The Royal Court runs practical writers’ groups for about 100 writers a year, typically led by professional playwrights. Deputy literary manager Louise Stephens explains: “We build groups around what playwrights tell us has been useful to them, drawing in writers of potential from every background and experience. In all groups, writers engage with other writers’ work to support and challenge one another.”
Ellie Kendrick, whose play Hole runs at the Royal Court this autumn, says: “There is no way I would have been able to write anything more than 10 or 20 pages without these groups. The structure is great, because it supports you through creating a play from start to finish, giving you deadlines to work towards, teaching you how to structure your writing process. The opportunity to meet weekly with fellow writers and discuss our work is crucial to the process and very motivating. In short – I have had a really enjoyable and stimulating few months.”
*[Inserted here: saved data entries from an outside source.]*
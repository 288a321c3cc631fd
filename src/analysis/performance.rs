// src/analysis/performance.rs

//! Recent-form trends and momentum scoring.
//!
//! Looks at each team's last few game lines, differentiates the yardage,
//! scoring and third-down series, and weights the mean trends into a single
//! momentum score per team.

use serde::{Deserialize, Serialize};

use crate::analysis::{keyed, require};
use crate::graph::{Payload, Work};

pub const OUTPUT_KEY: &str = "performance_analysis";

/// Weights applied to the mean of each trend series.
#[derive(Debug, Clone, Copy)]
pub struct MomentumWeights {
    pub yards: f64,
    pub scoring: f64,
    pub efficiency: f64,
}

impl Default for MomentumWeights {
    fn default() -> Self {
        Self {
            yards: 0.3,
            scoring: 0.4,
            efficiency: 0.3,
        }
    }
}

/// One game's box-score line, most recent last.
#[derive(Debug, Clone, Deserialize)]
pub struct GameLine {
    #[serde(default)]
    pub total_yards: f64,
    #[serde(default)]
    pub points: f64,
    #[serde(default)]
    pub third_down_rate: f64,
    #[serde(default)]
    pub first_downs: f64,
}

#[derive(Debug, Deserialize)]
struct TeamGames {
    #[serde(default)]
    recent_games: Vec<GameLine>,
}

#[derive(Debug, Clone, Serialize, Deserialize)]
pub struct Trends {
    pub yards_trend: Vec<f64>,
    pub scoring_trend: Vec<f64>,
    pub efficiency_trend: Vec<f64>,
}

#[derive(Debug, Clone, Serialize, Deserialize)]
pub struct TeamPerformance {
    pub trends: Trends,
    pub momentum_score: f64,
}

#[derive(Debug, Clone, Serialize, Deserialize)]
pub struct PerformanceReport {
    pub home: TeamPerformance,
    pub away: TeamPerformance,
}

/// Discrete gradient of a series: one-sided differences at the endpoints,
/// central differences in the interior.
fn gradient(series: &[f64]) -> Vec<f64> {
    match series.len() {
        0 => Vec::new(),
        1 => vec![0.0],
        n => {
            let mut grad = Vec::with_capacity(n);
            grad.push(series[1] - series[0]);
            for i in 1..n - 1 {
                grad.push((series[i + 1] - series[i - 1]) / 2.0);
            }
            grad.push(series[n - 1] - series[n - 2]);
            grad
        }
    }
}

fn mean(series: &[f64]) -> f64 {
    if series.is_empty() {
        0.0
    } else {
        series.iter().sum::<f64>() / series.len() as f64
    }
}

pub fn analyze_team(games: &[GameLine], weights: MomentumWeights) -> TeamPerformance {
    let yards: Vec<f64> = games.iter().map(|g| g.total_yards).collect();
    let points: Vec<f64> = games.iter().map(|g| g.points).collect();
    let third_down: Vec<f64> = games.iter().map(|g| g.third_down_rate).collect();

    let trends = Trends {
        yards_trend: gradient(&yards),
        scoring_trend: gradient(&points),
        efficiency_trend: gradient(&third_down),
    };

    let momentum_score = weights.yards * mean(&trends.yards_trend)
        + weights.scoring * mean(&trends.scoring_trend)
        + weights.efficiency * mean(&trends.efficiency_trend);

    TeamPerformance {
        trends,
        momentum_score,
    }
}

#[derive(Debug, Clone, Copy, Default)]
pub struct PerformanceAnalysis {
    weights: MomentumWeights,
}

impl PerformanceAnalysis {
    pub fn new(weights: MomentumWeights) -> Self {
        Self { weights }
    }
}

impl Work for PerformanceAnalysis {
    fn run(&self, input: &Payload) -> anyhow::Result<Payload> {
        let home: TeamGames = require(input, "home")?;
        let away: TeamGames = require(input, "away")?;

        let report = PerformanceReport {
            home: analyze_team(&home.recent_games, self.weights),
            away: analyze_team(&away.recent_games, self.weights),
        };

        keyed(OUTPUT_KEY, &report)
    }
}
Masterclass is an online learning platform with classes taught by world experts in many different subjects. David Mamet, the American playwright, film director, screenwriter and novelist, delivers a masterclass in dramatic writing. Mamet’s class is taught through 26 videos, with downloadable workbooks and supplement materials. The Pulitzer-winning playwright teaches the student through his process of turning life’s strangest moments into dramatic art. The course is suitable for beginners and more advanced playwrights.
Central offers postgraduate courses in writing for stage and broadcast media. Both the MA and MFA courses provide the opportunity for students to explore their ‘voice’, to develop confidence in their own writing and to understand the different media contexts within which they might work as a professional scriptwriter. Katherine Soper, who graduated from the programme in 2014, found success with her play Wish List, which won the Bruntwood Prize and The Stage Debut Award for best writer.
The play premiered at the Royal Exchange Theatre in Manchester before transferring to London’s Royal Court. She says of the course: “It’s safe to say that without Central’s support I would never have written Wish List. Having that year gave me the space to experiment with my writing without feeling exposed, and helped me be disciplined about elements like plot structure and dramatic action that I’d previously found difficult to navigate on my own.”
This playwrights’ programme explores the fundamentals of playwriting through a series of fortnightly workshops led by the New Works team, visiting writers, directors and other practitioners. The group receives a reading list, with access to an extensive script library and between workshops there are theatre visits (with free tickets to all in-house productions). Each writer submits the first draft of a full-length play. The second term focuses on the redrafting process and each writer receives one-to-one dramaturgical support in addition to discussing their work within the group sessions.
Also on offer is the Young Writers’ Programme – a strand of Young Everyman Playhouse – offering 18 to 25-year-olds the opportunity to attend weekly playwriting workshops with the New Works team, professional playwrights and industry professionals. Students write a full-length play for the stage with dramaturgical support from the New Works team, collaborating with other YEP strands to create new work and events.
Location: Online or New York
This 10-week playwriting course can be taken in New York or online and starts on October 2. Students learn about the craft of dramatic writing, how to write for the stage, and how to market their work. Whether the student seeks to write one-act or full-length plays or musicals, Gotham Writers claims it will “show you how to write plays that draw the big applause”.
Teacher Kalle Macrides, a former student, explains: “The instructor’s skills as a writer and experience as a theatre professional greatly contributed to the success of the course; in addition to advice on craftsmanship, he illuminated the position of theatre when considering the production of a new work. This insight is invaluable to a greener playwright aspiring to have a first piece produced.”